Molecular steps in mitophagy

Activation of Parkin is mediated by the accumulation of mitochondrial outer membrane protein kinase PINK1, and oxidation of Parkin which subsequently reduced by MsrB2 that has been released from a damaged mitochondrion. Ubiquitination of MsrB2 by Parkin would then proceed, enabling the formation of the Parkin/MsrB2/LC3II complex and the autophagosome leading to mitophagy. This pathway signals the destruction of a damaged mitochondrion and is accentuated in environments with high levels of ROS (like in diabetes), while reduced in Parkinson's disease.

Platelets are a convenient source for analyzing mitochondrial function changes of patients with type 2 diabetes (DM; Avila et al, 2012). The loss of an appropriate mitophagy response in DM platelets results in failure to protect against oxidative stress and can lead to increased thrombosis (Lee et al, 2016).
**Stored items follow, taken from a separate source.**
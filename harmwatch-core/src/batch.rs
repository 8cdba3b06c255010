use indicatif::{ProgressBar, ProgressStyle};
use std::sync::Arc;

use harmwatch_engine::classifier::Classifier;
use harmwatch_engine::rules::{Category, RuleSet};

use crate::data::{ClassifiedPost, Post};

/// Options for configuring a classification pass
pub struct ClassifyOptions {
    pub workers: usize,
    pub show_progress_bars: bool,
}

impl Default for ClassifyOptions {
    fn default() -> Self {
        Self {
            workers: 4,
            show_progress_bars: false,
        }
    }
}

/// Callback for reporting batch progress
pub type ClassifyProgressCallback = Arc<dyn Fn(String) + Send + Sync>;

/// Classify a batch of posts with the given rule set and options.
/// Returns the posts with their classifications attached, in input order.
pub async fn execute_classification(
    posts: Vec<Post>,
    rules: RuleSet,
    options: ClassifyOptions,
    progress_callback: Option<ClassifyProgressCallback>,
) -> Result<Vec<ClassifiedPost>, String> {
    let total = posts.len();

    if let Some(ref callback) = progress_callback {
        callback(format!("Classifying {} posts", total));
    }

    // Set up single progress bar for overall progress (only if enabled)
    let progress_bar = if options.show_progress_bars {
        let pb = ProgressBar::new_spinner();
        pb.set_style(
            ProgressStyle::default_spinner()
                .template("{spinner:.cyan} {msg}")
                .unwrap(),
        );
        pb.set_message("Starting classification...");
        Some(Arc::new(pb))
    } else {
        None
    };

    // Counter for tracking processed posts
    let processed_count = Arc::new(std::sync::atomic::AtomicUsize::new(0));

    // Progress callback for worker updates (only if progress bars enabled)
    let internal_progress_callback: harmwatch_engine::classifier::ProgressCallback =
        if options.show_progress_bars {
            let pb_clone = progress_bar.clone().unwrap();
            let count_clone = processed_count.clone();
            Arc::new(move |_worker_id: usize, _text: String| {
                let count = count_clone.fetch_add(1, std::sync::atomic::Ordering::Relaxed) + 1;
                pb_clone.set_message(format!("Classifying... {}/{} posts", count, total));
                pb_clone.tick();
            })
        } else {
            // No-op callback when progress bars are disabled
            Arc::new(|_worker_id: usize, _text: String| {})
        };

    let classifier = Classifier::new(rules).with_progress_callback(internal_progress_callback);

    let texts: Vec<String> = posts.iter().map(|p| p.text.clone()).collect();
    let results = classifier
        .classify_batch(texts, options.workers)
        .await
        .map_err(|e| format!("Classification failed: {}", e))?;

    // Finish progress bar (only if enabled)
    if let Some(ref pb) = progress_bar {
        pb.finish_with_message(format!("Classification complete! {} posts processed", total));
    }

    // Results come back in input order, so they pair up with the posts.
    let classified = posts
        .into_iter()
        .zip(results)
        .map(|(post, result)| ClassifiedPost::new(post, result))
        .collect();

    Ok(classified)
}

/// Generate a terminal summary of a classified batch
pub fn generate_classification_summary(posts: &[ClassifiedPost]) -> String {
    let flagged: Vec<&ClassifiedPost> = posts.iter().filter(|p| p.is_flagged()).collect();

    let mut report = String::new();
    report.push_str("━━━━━━━━━━━━━━━━━━━━━━━━━━━━━━━━━━━━━━━━━━━━━━━━━━━━\n\n");
    report.push_str("# Summary:\n");
    report.push_str(&format!("  Posts classified: {}\n", posts.len()));
    report.push_str(&format!(
        "  Flagged (high & medium risk): {}\n",
        flagged.len()
    ));

    let with_domains = posts.iter().filter(|p| !p.domains.is_empty()).count();
    report.push_str(&format!("  Posts containing links: {}\n", with_domains));

    report.push_str("\n━━━━━━━━━━━━━━━━━━━━━━━━━━━━━━━━━━━━━━━━━━━━━━━━━━━━\n\n");

    // Category distribution, priority order, Neutral last
    report.push_str("## Category distribution\n\n");
    for category in Category::ALL {
        let count = posts.iter().filter(|p| p.category == category).count();
        if count == 0 {
            continue;
        }

        // Color code by the risk level attached to the category
        let risk = posts
            .iter()
            .find(|p| p.category == category)
            .map(|p| p.risk.as_str())
            .unwrap_or("low");
        let count_str = match risk {
            "high" => format!("\x1b[31m{:>5}\x1b[0m", count),   // Red
            "medium" => format!("\x1b[33m{:>5}\x1b[0m", count), // Orange/Yellow
            _ => format!("\x1b[32m{:>5}\x1b[0m", count),        // Green
        };

        report.push_str(&format!("  {} {}\n", count_str, category.as_str()));
    }

    // Flagged examples, highest risk first
    if !flagged.is_empty() {
        report.push_str("\n## Flagged examples\n\n");

        let mut ordered = flagged.clone();
        ordered.sort_by_key(|p| match p.risk.as_str() {
            "high" => 0,
            "medium" => 1,
            _ => 2,
        });

        for post in ordered.iter().take(10) {
            let marker = if post.risk.as_str() == "high" {
                "\x1b[31m[high]\x1b[0m  "
            } else {
                "\x1b[33m[medium]\x1b[0m"
            };
            report.push_str(&format!(
                "  {} {:<20} {}\n",
                marker,
                post.category.as_str(),
                truncate(&post.post.text, 60)
            ));
        }

        if ordered.len() > 10 {
            report.push_str(&format!("  ... and {} more\n", ordered.len() - 10));
        }
    }

    report
}

fn truncate(text: &str, max_chars: usize) -> String {
    if text.chars().count() <= max_chars {
        text.to_string()
    } else {
        let truncated: String = text.chars().take(max_chars).collect();
        format!("{}...", truncated)
    }
}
Platelet hyperactivity is a hallmark of diabetes, which contributes to the increased risk of thrombotic events (heart attack, stroke) seen in these patients. Lee and colleagues examined platelets from DM patients and detected increased levels of MsrB2 when compared to platelets from healthy donors. They also observed MsrB2 was co‐localized with LC3 in co‐immunoprecipitation experiments and by confocal and electron microscopy. Under oxidative stress, DM platelets commonly display evidence of mitophagy in greater excess compared to healthy donor platelets. Intriguingly the authors also present data suggesting that this pathway is dysfunctional in platelets from patients with Parkinson's disease (PD) and demonstrate selective reduction in MsrB2 and LCII, and increased apoptosis in PD platelets. Elimination of aberrant mitochondria is a crucial process in age‐related neurodegenerative disorders, such as Parkinson's disease (PD) and Parkin mutations have been implicated in autosomal recessive juvenile Parkinsonism (Miller & Muqit, 2019). More recently, a role for Parkin as a tumor suppressor gene has emerged (Wahabi et al, 2018), underscoring the importance of mitophagy regulation in cell biology. Taken together, the data obtained using platelets from both DM and PD patients to demonstrate the role of MsrB2 and this pathway in pathophysiological contexts have helped explain the exquisite organelle‐specific selectivity of mitophagy. Undoubtedly, future research focused on unraveling the shared and divergent Parkin‐mediated pathways in PD and cancer will provide insights into these disease processes and potential therapeutic avenues for the management of oxidative stress in a host of disease states (Miller & Muqit, 2019).